Le esperienze iniziali riportate sopra hanno hanno avuto un impatto notevole sull'evoluzione successiva del Corso di Scienze Biomediche. Nelle sezioni Esperienze formative, Eventi speciali ed Eventi memorabili sono riportate le esperienze più significative, ma numerosi altri eventi hanno contrassegnato la storia dell'Agorà, tanti, che a volerli anche solo elencare, non basterebbero pagine intere.
... di questi (anno 2023) ...
Gaetano Pezzicoli: laureato in Medicina (110/110 e lode), Oncologo al Policlinico di Bari + ricerca nel settore oncologico.

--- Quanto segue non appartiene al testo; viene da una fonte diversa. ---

impl Tables {
    pub fn new() -> Self {
        Self::default()
    }

    // ---- students ----

    pub fn student(&self, id: StudentId) -> Option<&Student> {
        self.students.get(&id)
    }

    pub fn students(&self) -> impl Iterator<Item = &Student> {
        self.students.values()
    }

    pub fn student_by_email(&self, email: &str) -> Option<&Student> {
        self.student_email_index
            .get(email)
            .and_then(|id| self.students.get(id))
    }

    pub fn insert_student(&mut self, new: NewStudent) -> Result<StudentId, StorageError> {
        let id = StudentId(self.next_ids.student);
        let following = id_after(id.get(), "students")?;
        self.put_student(new.into_record(id))?;
        self.next_ids.student = following;
        Ok(id)
    }

    pub fn update_student(&mut self, id: StudentId, new: NewStudent) -> Result<(), StorageError> {
        let old_email = self
            .students
            .get(&id)
            .map(|s| s.email.clone())
            .ok_or(StorageError::RowNotFound {
                table: "students",
                id: id.get(),
            })?;
        check_unique(
            &self.student_email_index,
            &new.email,
            id,
            "students",
            UNIQUE_STUDENT_EMAIL,
        )?;
        self.student_email_index.remove(&old_email);
        self.student_email_index.insert(new.email.clone(), id);
        self.students.insert(id, new.into_record(id));
        Ok(())
    }

    /// Deletes the student and, by cascade, all of their enrollments.
    pub fn delete_student(&mut self, id: StudentId) -> Result<Vec<EnrollmentId>, StorageError> {
        let student = self.students.remove(&id).ok_or(StorageError::RowNotFound {
            table: "students",
            id: id.get(),
        })?;
        self.student_email_index.remove(&student.email);

        let cascaded: Vec<EnrollmentId> = self
            .enrollments
            .values()
            .filter(|e| e.student == id)
            .map(|e| e.id)
            .collect();
        for enrollment_id in &cascaded {
            self.remove_enrollment_row(*enrollment_id);
        }
        Ok(cascaded)
    }

    fn put_student(&mut self, record: Student) -> Result<(), StorageError> {
        check_unique(
            &self.student_email_index,
            &record.email,
            record.id,
            "students",
            UNIQUE_STUDENT_EMAIL,
        )?;
        self.student_email_index
            .insert(record.email.clone(), record.id);
        self.students.insert(record.id, record);
        Ok(())
    }

    // ---- instructors ----

    pub fn instructor(&self, id: InstructorId) -> Option<&Instructor> {
        self.instructors.get(&id)
    }

    pub fn instructors(&self) -> impl Iterator<Item = &Instructor> {
        self.instructors.values()
    }

    pub fn instructor_by_email(&self, email: &str) -> Option<&Instructor> {
        self.instructor_email_index
            .get(email)
            .and_then(|id| self.instructors.get(id))
    }

    pub fn insert_instructor(&mut self, new: NewInstructor) -> Result<InstructorId, StorageError> {
        let id = InstructorId(self.next_ids.instructor);
        let following = id_after(id.get(), "instructors")?;
        self.put_instructor(new.into_record(id))?;
        self.next_ids.instructor = following;
        Ok(id)
    }

    pub fn update_instructor(
        &mut self,
        id: InstructorId,
        new: NewInstructor,
    ) -> Result<(), StorageError> {
        let old_email = self
            .instructors
            .get(&id)
            .map(|i| i.email.clone())
            .ok_or(StorageError::RowNotFound {
                table: "instructors",
                id: id.get(),
            })?;
        check_unique(
            &self.instructor_email_index,
            &new.email,
            id,
            "instructors",
            UNIQUE_INSTRUCTOR_EMAIL,
        )?;
        self.instructor_email_index.remove(&old_email);
        self.instructor_email_index.insert(new.email.clone(), id);
        self.instructors.insert(id, new.into_record(id));
        Ok(())
    }

    /// Deletes the instructor and clears the instructor reference on their courses.
    pub fn delete_instructor(&mut self, id: InstructorId) -> Result<Vec<CourseId>, StorageError> {
        let instructor = self
            .instructors
            .remove(&id)
            .ok_or(StorageError::RowNotFound {
                table: "instructors",
                id: id.get(),
            })?;
        self.instructor_email_index.remove(&instructor.email);

        let mut cleared = Vec::new();
        for course in self.courses.values_mut() {
            if course.instructor == Some(id) {
                course.instructor = None;
                cleared.push(course.id);
            }
        }
        Ok(cleared)
    }

    fn put_instructor(&mut self, record: Instructor) -> Result<(), StorageError> {
        check_unique(
            &self.instructor_email_index,
            &record.email,
            record.id,
            "instructors",
            UNIQUE_INSTRUCTOR_EMAIL,
        )?;
        self.instructor_email_index
            .insert(record.email.clone(), record.id);
        self.instructors.insert(record.id, record);
        Ok(())
    }

    // ---- courses ----

    pub fn course(&self, id: CourseId) -> Option<&Course> {
        self.courses.get(&id)
    }

    pub fn courses(&self) -> impl Iterator<Item = &Course> {
        self.courses.values()
    }

    pub fn course_by_code(&self, code: &str) -> Option<&Course> {
        self.course_code_index
            .get(code)
            .and_then(|id| self.courses.get(id))
    }

    pub fn insert_course(&mut self, new: NewCourse) -> Result<CourseId, StorageError> {
        let id = CourseId(self.next_ids.course);
        let following = id_after(id.get(), "courses")?;
        self.put_course(new.into_record(id))?;
        self.next_ids.course = following;
        Ok(id)
    }

    pub fn update_course(&mut self, id: CourseId, new: NewCourse) -> Result<(), StorageError> {
        let old_code = self
            .courses
            .get(&id)
            .map(|c| c.code.clone())
            .ok_or(StorageError::RowNotFound {
                table: "courses",
                id: id.get(),
            })?;
        self.check_instructor_exists(new.instructor)?;
        check_unique(
            &self.course_code_index,
            &new.code,
            id,
            "courses",
            UNIQUE_COURSE_CODE,
        )?;
        self.course_code_index.remove(&old_code);
        self.course_code_index.insert(new.code.clone(), id);
        self.courses.insert(id, new.into_record(id));
        Ok(())
    }

    /// Deletes the course and, by cascade, every enrollment in it.
    pub fn delete_course(&mut self, id: CourseId) -> Result<Vec<EnrollmentId>, StorageError> {
        let course = self.courses.remove(&id).ok_or(StorageError::RowNotFound {
            table: "courses",
            id: id.get(),
        })?;
        self.course_code_index.remove(&course.code);

        let cascaded: Vec<EnrollmentId> = self
            .enrollments
            .values()
            .filter(|e| e.course == id)
            .map(|e| e.id)
            .collect();
        for enrollment_id in &cascaded {
            self.remove_enrollment_row(*enrollment_id);
        }
        Ok(cascaded)
    }

    /// Number of courses taught by `instructor`.
    pub fn course_count(&self, instructor: InstructorId) -> usize {
        self.courses
            .values()
            .filter(|c| c.instructor == Some(instructor))
            .count()
    }

    fn put_course(&mut self, record: Course) -> Result<(), StorageError> {
        self.check_instructor_exists(record.instructor)?;
        check_unique(
            &self.course_code_index,
            &record.code,
            record.id,
            "courses",
            UNIQUE_COURSE_CODE,
        )?;
        self.course_code_index
            .insert(record.code.clone(), record.id);
        self.courses.insert(record.id, record);
        Ok(())
    }

    fn check_instructor_exists(&self, instructor: Option<InstructorId>) -> Result<(), StorageError> {
        match instructor {
            Some(id) if !self.instructors.contains_key(&id) => {
                Err(StorageError::ForeignKeyViolation {
                    table: "courses.instructor",
                    key: id.to_string(),
                })
            }
            _ => Ok(()),
        }
    }

    // ---- enrollments ----

    pub fn enrollment(&self, id: EnrollmentId) -> Option<&Enrollment> {
        self.enrollments.get(&id)
    }

    pub fn enrollments(&self) -> impl Iterator<Item = &Enrollment> {
        self.enrollments.values()
    }

    pub fn enrollments_for_course(&self, course: CourseId) -> Vec<&Enrollment> {
        self.enrollments
            .values()
            .filter(|e| e.course == course)
            .collect()
    }

    pub fn enrollments_for_student(&self, student: StudentId) -> Vec<&Enrollment> {
        self.enrollments
            .values()
            .filter(|e| e.student == student)
            .collect()
    }

    /// Number of students enrolled in `course`.
    pub fn enrollment_count(&self, course: CourseId) -> usize {
        self.enrollment_pair_index
            .keys()
            .filter(|(_, c)| *c == course)
            .count()
    }

    pub fn insert_enrollment(&mut self, new: NewEnrollment) -> Result<EnrollmentId, StorageError> {
        let id = EnrollmentId(self.next_ids.enrollment);
        let following = id_after(id.get(), "enrollments")?;
        self.put_enrollment(new.into_record(id))?;
        self.next_ids.enrollment = following;
        Ok(id)
    }

    pub fn update_enrollment(
        &mut self,
        id: EnrollmentId,
        new: NewEnrollment,
    ) -> Result<(), StorageError> {
        let old_pair = self
            .enrollments
            .get(&id)
            .map(|e| (e.student, e.course))
            .ok_or(StorageError::RowNotFound {
                table: "enrollments",
                id: id.get(),
            })?;
        self.check_enrollment_refs(new.student, new.course)?;
        check_unique(
            &self.enrollment_pair_index,
            &(new.student, new.course),
            id,
            "enrollments",
            UNIQUE_ENROLLMENT,
        )?;
        self.enrollment_pair_index.remove(&old_pair);
        self.enrollment_pair_index
            .insert((new.student, new.course), id);
        self.enrollments.insert(id, new.into_record(id));
        Ok(())
    }

    pub fn delete_enrollment(&mut self, id: EnrollmentId) -> Result<(), StorageError> {
        if self.remove_enrollment_row(id).is_none() {
            return Err(StorageError::RowNotFound {
                table: "enrollments",
                id: id.get(),
            });
        }
        Ok(())
    }

    fn put_enrollment(&mut self, record: Enrollment) -> Result<(), StorageError> {
        self.check_enrollment_refs(record.student, record.course)?;
        check_unique(
            &self.enrollment_pair_index,
            &(record.student, record.course),
            record.id,
            "enrollments",
            UNIQUE_ENROLLMENT,
        )?;
        self.enrollment_pair_index
            .insert((record.student, record.course), record.id);
        self.enrollments.insert(record.id, record);
        Ok(())
    }

    fn remove_enrollment_row(&mut self, id: EnrollmentId) -> Option<Enrollment> {
        let removed = self.enrollments.remove(&id)?;
        self.enrollment_pair_index
            .remove(&(removed.student, removed.course));
        Some(removed)
    }

    fn check_enrollment_refs(&self, student: StudentId, course: CourseId) -> Result<(), StorageError> {
        if !self.students.contains_key(&student) {
            return Err(StorageError::ForeignKeyViolation {
                table: "enrollments.student",
                key: student.to_string(),
            });
        }
        if !self.courses.contains_key(&course) {
            return Err(StorageError::ForeignKeyViolation {
                table: "enrollments.course",
                key: course.to_string(),
            });
        }
        Ok(())
    }

    // ---- snapshot ----

    pub fn snapshot(&self) -> TablesSnapshot {
        TablesSnapshot {
            next_ids: self.next_ids,
            students: self.students.values().cloned().collect(),
            instructors: self.instructors.values().cloned().collect(),
            courses: self.courses.values().cloned().collect(),
            enrollments: self.enrollments.values().cloned().collect(),
        }
    }

    /// Rebuilds the tables and their indexes, re-checking every constraint.
    ///
    /// Parents are restored before children so foreign keys resolve.
    pub fn from_snapshot(snapshot: TablesSnapshot) -> Result<Self, StorageError> {
        let mut tables = Tables::new();

        for record in snapshot.instructors {
            reject_duplicate_id(&tables.instructors, record.id, "instructors")?;
            tables.put_instructor(record)?;
        }
        for record in snapshot.students {
            reject_duplicate_id(&tables.students, record.id, "students")?;
            tables.put_student(record)?;
        }
        for record in snapshot.courses {
            reject_duplicate_id(&tables.courses, record.id, "courses")?;
            tables.put_course(record)?;
        }
        for record in snapshot.enrollments {
            reject_duplicate_id(&tables.enrollments, record.id, "enrollments")?;
            tables.put_enrollment(record)?;
        }

        // ids are never reused, even if the file under-reports them
        tables.next_ids = NextIds {
            student: next_after(&tables.students, snapshot.next_ids.student, "students", |id| {
                id.get()
            })?,
            instructor: next_after(
                &tables.instructors,
                snapshot.next_ids.instructor,
                "instructors",
                |id| id.get(),
            )?,
            course: next_after(&tables.courses, snapshot.next_ids.course, "courses", |id| {
                id.get()
            })?,
            enrollment: next_after(
                &tables.enrollments,
                snapshot.next_ids.enrollment,
                "enrollments",
                |id| id.get(),
            )?,
        };
        Ok(tables)
    }
}
impl InstructorForm {
    pub fn from_record(instructor: &Instructor) -> Self {
        Self {
            instance: Some(instructor.id),
            name: instructor.name.clone(),
            email: instructor.email.clone(),
            department: instructor.department.clone(),
            hire_date: instructor.hire_date.format(DATE_FORMAT).to_string(),
        }
    }
}

impl ModelForm for InstructorForm {
    type Cleaned = NewInstructor;

    fn clean(&self, tables: &Tables) -> Result<NewInstructor> {
        let mut errors = FormErrors::new();
        let name = clean_text(&mut errors, "name", &self.name, NAME_MAX_LENGTH);
        let email = clean_email(&mut errors, "email", &self.email);
        let department = clean_text(
            &mut errors,
            "department",
            &self.department,
            DEPARTMENT_MAX_LENGTH,
        );
        let hire_date = clean_date(&mut errors, "hire_date", &self.hire_date);

        if let Some(email) = &email {
            if let Some(existing) = tables.instructor_by_email(email) {
                if Some(existing.id) != self.instance {
                    errors.add("email", unique_message("Instructor", "Email"));
                }
            }
        }

        let cleaned = match (name, email, department, hire_date) {
            (Some(name), Some(email), Some(department), Some(hire_date)) => Some(NewInstructor {
                name,
                email,
                department,
                hire_date,
            }),
            _ => None,
        };
        errors.into_result(cleaned)
    }
}

// ---- Course ----

#[derive(Debug, Clone, Default, PartialEq, Eq)]
pub struct CourseForm {
    pub instance: Option<CourseId>,
    pub code: String,
    pub title: String,
    pub credits: String,
    /// Instructor id; blank means no instructor.
    pub instructor: String,
}

impl CourseForm {
    pub fn from_record(course: &Course) -> Self {
        Self {
            instance: Some(course.id),
            code: course.code.clone(),
            title: course.title.clone(),
            credits: course.credits.to_string(),
            instructor: course
                .instructor
                .map(|id| id.to_string())
                .unwrap_or_default(),
        }
    }
}

impl ModelForm for CourseForm {
    type Cleaned = NewCourse;

    fn clean(&self, tables: &Tables) -> Result<NewCourse> {
        let mut errors = FormErrors::new();
        let code = clean_text(&mut errors, "code", &self.code, COURSE_CODE_MAX_LENGTH);
        let title = clean_text(&mut errors, "title", &self.title, COURSE_TITLE_MAX_LENGTH);
        let credits = clean_credits(&mut errors, "credits", &self.credits);
        let instructor = if self.instructor.trim().is_empty() {
            Some(None)
        } else {
            clean_reference(&mut errors, "instructor", &self.instructor, |id| {
                tables.instructor(InstructorId(id)).is_some()
            })
            .map(|id| Some(InstructorId(id)))
        };

        if let Some(code) = &code {
            if let Some(existing) = tables.course_by_code(code) {
                if Some(existing.id) != self.instance {
                    errors.add("code", unique_message("Course", "Code"));
                }
            }
        }

        let cleaned = match (code, title, credits, instructor) {
            (Some(code), Some(title), Some(credits), Some(instructor)) => Some(NewCourse {
                code,
                title,
                credits,
                instructor,
            }),
            _ => None,
        };
        errors.into_result(cleaned)
    }
}

// ---- Enrollment ----

#[derive(Debug, Clone, Default, PartialEq, Eq)]
pub struct EnrollmentForm {
    pub instance: Option<EnrollmentId>,
    pub student: String,
    pub course: String,
    pub enrollment_date: String,
    pub grade: String,
}

impl EnrollmentForm {
    pub fn from_record(enrollment: &Enrollment) -> Self {
        Self {
            instance: Some(enrollment.id),
            student: enrollment.student.to_string(),
            course: enrollment.course.to_string(),
            enrollment_date: enrollment.enrollment_date.format(DATE_FORMAT).to_string(),
            grade: enrollment.grade.clone().unwrap_or_default(),
        }
    }
}

impl ModelForm for EnrollmentForm {
    type Cleaned = NewEnrollment;

    /// Besides field checks, rejects a (student, course) pair that another
    /// enrollment already holds. With no other errors this surfaces as
    /// [`AdminError::DuplicateEnrollment`]; otherwise it is listed with them.
    fn clean(&self, tables: &Tables) -> Result<NewEnrollment> {
        let mut errors = FormErrors::new();
        let student = clean_reference(&mut errors, "student", &self.student, |id| {
            tables.student(StudentId(id)).is_some()
        })
        .map(StudentId);
        let course = clean_reference(&mut errors, "course", &self.course, |id| {
            tables.course(CourseId(id)).is_some()
        })
        .map(CourseId);
        let enrollment_date = clean_date(&mut errors, "enrollment_date", &self.enrollment_date);
        let grade = clean_optional_text(&mut errors, "grade", &self.grade, GRADE_MAX_LENGTH);

        if let (Some(student), Some(course)) = (student, course) {
            if enrollment_conflict_exists(tables, student, course, self.instance) {
                if errors.is_empty() {
                    return Err(AdminError::DuplicateEnrollment { student, course });
                }
                errors.add(NON_FIELD_ERRORS, DUPLICATE_ENROLLMENT);
            }
        }

        let cleaned = match (student, course, enrollment_date, grade) {
            (Some(student), Some(course), Some(enrollment_date), Some(grade)) => {
                Some(NewEnrollment {
                    student,
                    course,
                    enrollment_date,
                    grade,
                })
            }
            _ => None,
        };
        errors.into_result(cleaned)
    }
}
use crate::domain::model::{CourseId, EnrollmentId, StudentId};
use crate::utils::error::Result;
use async_trait::async_trait;

#[async_trait]
pub trait Storage: Send + Sync {
    async fn read_file(&self, path: &str) -> Result<Vec<u8>>;
    async fn write_file(&self, path: &str, data: &[u8]) -> Result<()>;
}

/// Read access to existing enrollments, keyed by their (student, course) pair.
pub trait EnrollmentLookup {
    fn find_enrollment(&self, student: StudentId, course: CourseId) -> Option<EnrollmentId>;
}

pub trait ConfigProvider: Send + Sync {
    fn data_dir(&self) -> &str;
    fn database_file(&self) -> &str;
}
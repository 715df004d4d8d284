use crate::core::tables::{Tables, TablesSnapshot};
use crate::domain::model::{
    CourseId, EnrollmentId, InstructorId, NewCourse, NewEnrollment, NewInstructor, NewStudent,
    StudentId,
};
use crate::domain::ports::Storage;
use crate::domain::services::check_enrollment_unique;
use crate::utils::error::{AdminError, Result};
use serde::{Deserialize, Serialize};

pub const SNAPSHOT_VERSION: u32 = 1;
pub const DEFAULT_DATABASE_FILE: &str = "course_admin.json";

#[derive(Debug, Serialize, Deserialize)]
struct DatabaseFile {
    version: u32,
    #[serde(flatten)]
    tables: TablesSnapshot,
}

/// The admin database: the storage engine plus a persisted JSON snapshot.
///
/// Each write runs as one transaction against a working copy of the tables.
/// The copy replaces the live tables only after it has been written to storage.
pub struct Database<S: Storage> {
    storage: S,
    file_name: String,
    tables: Tables,
}

impl<S: Storage> Database<S> {
    /// Opens the database file, starting empty when it does not exist yet.
    pub async fn open(storage: S, file_name: impl Into<String>) -> Result<Self> {
        let file_name = file_name.into();
        let tables = match storage.read_file(&file_name).await {
            Ok(bytes) => {
                let file: DatabaseFile = serde_json::from_slice(&bytes)?;
                if file.version > SNAPSHOT_VERSION {
                    return Err(AdminError::ConfigError {
                        message: format!(
                            "data file '{}' has version {}, newest supported is {}",
                            file_name, file.version, SNAPSHOT_VERSION
                        ),
                    });
                }
                let tables = Tables::from_snapshot(file.tables).map_err(|source| {
                    AdminError::CorruptDataFile {
                        file: file_name.clone(),
                        source,
                    }
                })?;
                tracing::debug!(
                    "Loaded {} students, {} instructors, {} courses, {} enrollments from {}",
                    tables.students().count(),
                    tables.instructors().count(),
                    tables.courses().count(),
                    tables.enrollments().count(),
                    file_name
                );
                tables
            }
            Err(AdminError::IoError(e)) if e.kind() == std::io::ErrorKind::NotFound => {
                tracing::info!("No data file at {}, starting with an empty database", file_name);
                Tables::new()
            }
            Err(e) => return Err(e),
        };

        Ok(Self {
            storage,
            file_name,
            tables,
        })
    }

    pub fn tables(&self) -> &Tables {
        &self.tables
    }

    pub fn storage(&self) -> &S {
        &self.storage
    }

    /// Runs `f` as a single transaction.
    ///
    /// Nothing is visible, in memory or on disk, unless `f` succeeds and the
    /// snapshot is written.
    pub async fn transaction<T, F>(&mut self, f: F) -> Result<T>
    where
        F: FnOnce(&mut Tables) -> Result<T>,
    {
        let mut working = self.tables.clone();
        let value = f(&mut working)?;
        self.persist(&working).await?;
        self.tables = working;
        Ok(value)
    }

    async fn persist(&self, tables: &Tables) -> Result<()> {
        let file = DatabaseFile {
            version: SNAPSHOT_VERSION,
            tables: tables.snapshot(),
        };
        let bytes = serde_json::to_vec_pretty(&file)?;
        self.storage.write_file(&self.file_name, &bytes).await
    }

    pub async fn create_student(&mut self, new: NewStudent) -> Result<StudentId> {
        self.transaction(|t| Ok(t.insert_student(new)?)).await
    }

    pub async fn update_student(&mut self, id: StudentId, new: NewStudent) -> Result<()> {
        self.transaction(|t| Ok(t.update_student(id, new)?)).await
    }

    pub async fn delete_student(&mut self, id: StudentId) -> Result<Vec<EnrollmentId>> {
        self.transaction(|t| Ok(t.delete_student(id)?)).await
    }

    pub async fn create_instructor(&mut self, new: NewInstructor) -> Result<InstructorId> {
        self.transaction(|t| Ok(t.insert_instructor(new)?)).await
    }

    pub async fn update_instructor(&mut self, id: InstructorId, new: NewInstructor) -> Result<()> {
        self.transaction(|t| Ok(t.update_instructor(id, new)?)).await
    }

    pub async fn delete_instructor(&mut self, id: InstructorId) -> Result<Vec<CourseId>> {
        self.transaction(|t| Ok(t.delete_instructor(id)?)).await
    }

    pub async fn create_course(&mut self, new: NewCourse) -> Result<CourseId> {
        self.transaction(|t| Ok(t.insert_course(new)?)).await
    }

    pub async fn update_course(&mut self, id: CourseId, new: NewCourse) -> Result<()> {
        self.transaction(|t| Ok(t.update_course(id, new)?)).await
    }

    pub async fn delete_course(&mut self, id: CourseId) -> Result<Vec<EnrollmentId>> {
        self.transaction(|t| Ok(t.delete_course(id)?)).await
    }

    /// Re-checks the (student, course) pair inside the write transaction, so
    /// the check and the insert see the same state.
    pub async fn create_enrollment(&mut self, new: NewEnrollment) -> Result<EnrollmentId> {
        self.transaction(|t| {
            check_enrollment_unique(t, new.student, new.course, None)?;
            Ok(t.insert_enrollment(new)?)
        })
        .await
    }

    /// Inserts all enrollments or none of them.
    pub async fn create_enrollments(
        &mut self,
        batch: Vec<NewEnrollment>,
    ) -> Result<Vec<EnrollmentId>> {
        self.transaction(|t| {
            let mut ids = Vec::with_capacity(batch.len());
            for new in batch {
                check_enrollment_unique(t, new.student, new.course, None)?;
                ids.push(t.insert_enrollment(new)?);
            }
            Ok(ids)
        })
        .await
    }

    pub async fn update_enrollment(&mut self, id: EnrollmentId, new: NewEnrollment) -> Result<()> {
        self.transaction(|t| {
            check_enrollment_unique(t, new.student, new.course, Some(id))?;
            Ok(t.update_enrollment(id, new)?)
        })
        .await
    }

    pub async fn delete_enrollment(&mut self, id: EnrollmentId) -> Result<()> {
        self.transaction(|t| Ok(t.delete_enrollment(id)?)).await
    }
}
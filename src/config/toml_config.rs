use crate::config::OutputFormat;
use crate::core::database::DEFAULT_DATABASE_FILE;
use crate::utils::error::{AdminError, Result};
use crate::utils::validation::{
    validate_file_extension, validate_non_empty_string, validate_one_of, validate_path, Validate,
};
use regex::Regex;
use serde::{Deserialize, Serialize};
use std::path::Path;

pub const DEFAULT_DATA_DIR: &str = "./data";
pub const LOG_LEVELS: &[&str] = &["trace", "debug", "info", "warn", "error"];
pub const LOG_FORMATS: &[&str] = &["compact", "json"];

#[derive(Debug, Clone, Default, Serialize, Deserialize)]
pub struct TomlConfig {
    #[serde(default)]
    pub database: DatabaseConfig,
    pub logging: Option<LoggingConfig>,
    pub admin: Option<AdminConfig>,
}

#[derive(Debug, Clone, Serialize, Deserialize)]
pub struct DatabaseConfig {
    #[serde(default = "default_data_dir")]
    pub data_dir: String,
    pub file_name: Option<String>,
}

impl Default for DatabaseConfig {
    fn default() -> Self {
        Self {
            data_dir: default_data_dir(),
            file_name: None,
        }
    }
}

fn default_data_dir() -> String {
    DEFAULT_DATA_DIR.to_string()
}

#[derive(Debug, Clone, Serialize, Deserialize)]
pub struct LoggingConfig {
    pub level: Option<String>,
    pub format: Option<String>,
}

#[derive(Debug, Clone, Serialize, Deserialize)]
pub struct AdminConfig {
    pub default_format: Option<OutputFormat>,
}

impl TomlConfig {
    /// 從 TOML 檔案載入配置
    pub fn from_file<P: AsRef<Path>>(path: P) -> Result<Self> {
        let content = std::fs::read_to_string(&path).map_err(AdminError::IoError)?;
        Self::from_toml_str(&content)
    }

    /// 檔案不存在時回傳 None，其他錯誤照常回報
    pub fn from_optional_file<P: AsRef<Path>>(path: P) -> Result<Option<Self>> {
        if !path.as_ref().exists() {
            return Ok(None);
        }
        Self::from_file(path).map(Some)
    }

    /// 從 TOML 字串解析配置
    pub fn from_toml_str(content: &str) -> Result<Self> {
        let processed_content = Self::substitute_env_vars(content)?;

        toml::from_str(&processed_content).map_err(|e| AdminError::ConfigError {
            message: format!("TOML parsing error: {}", e),
        })
    }

    /// 替換環境變數 (例如 ${DATA_DIR})；未設定的變數保持原樣
    fn substitute_env_vars(content: &str) -> Result<String> {
        let re = Regex::new(r"\$\{([^}]+)\}").map_err(|e| AdminError::ConfigError {
            message: format!("Invalid substitution pattern: {}", e),
        })?;

        let result = re.replace_all(content, |caps: &regex::Captures| {
            let var_name = &caps[1];
            std::env::var(var_name).unwrap_or_else(|_| format!("${{{}}}", var_name))
        });

        Ok(result.to_string())
    }

    pub fn data_dir(&self) -> &str {
        &self.database.data_dir
    }

    pub fn database_file(&self) -> &str {
        self.database
            .file_name
            .as_deref()
            .unwrap_or(DEFAULT_DATABASE_FILE)
    }

    pub fn log_level(&self) -> Option<&str> {
        self.logging.as_ref().and_then(|l| l.level.as_deref())
    }

    pub fn log_format(&self) -> &str {
        self.logging
            .as_ref()
            .and_then(|l| l.format.as_deref())
            .unwrap_or("compact")
    }

    pub fn default_format(&self) -> OutputFormat {
        self.admin
            .as_ref()
            .and_then(|a| a.default_format)
            .unwrap_or_default()
    }
}

impl Validate for TomlConfig {
    fn validate(&self) -> Result<()> {
        validate_path("database.data_dir", &self.database.data_dir)?;
        if let Some(file_name) = &self.database.file_name {
            validate_non_empty_string("database.file_name", file_name)?;
            validate_file_extension("database.file_name", file_name, &["json"])?;
        }
        if let Some(level) = self.log_level() {
            validate_one_of("logging.level", level, LOG_LEVELS)?;
        }
        validate_one_of("logging.format", self.log_format(), LOG_FORMATS)?;
        Ok(())
    }
}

Aldo Ummarino: laureato in Medicina (110/110 e lode), ricercatore peresso l'Harvard University di Boston (USA).
Francesco Tucci: Laureato in Medicina (110/110 e lode), fa la specializzazione in Anatomia Patologica + ricerca presso l'Istit. Europeo di Oncologia
Antonio Di Virgilio: laureato in Medicina (110/110 e lode), Pediatria presso il Riuniti di Foggia .
Domenico Parigino: laureato in Medicina (110/110 e lode), Cardiochirurgo presso il Policlinico di Bari.
Teo D'Addetta: laureato in Medicina (110/110), fa Medicina Fisica e Ribilitativa presso l'università di Milano.
Maselli Felicia: laureata in Medicina, lavora presso l'Oncologia degli Ospedali Riuniti di Foggia.
Milena Colella: laureata in Biologia molecolare (110/110 e lode), Dottorato + Master alla Sapienza di Roma. Si coccupa di microscopia avanzata.
Michela Pucatti, laureata in Farmacia (110/110 e lode), laureata in Farmacia ospedaliera; lavoira per la Società Italiana di Farmacia Ospedaliera.
Ivana Panunzio: laureata in Biotecnologie mediche, Master in Epidemiologia e telemedicina; si occupa di analisi microbiologiche ambientali.
Lucia Dentale: laureata in Interpretariato, Master in Medicina, è docente presso la Scuola Superiore di Mediazione Linguistica di Foggia
Michele Caputo: università di Medicina, frequenta il 5° anno.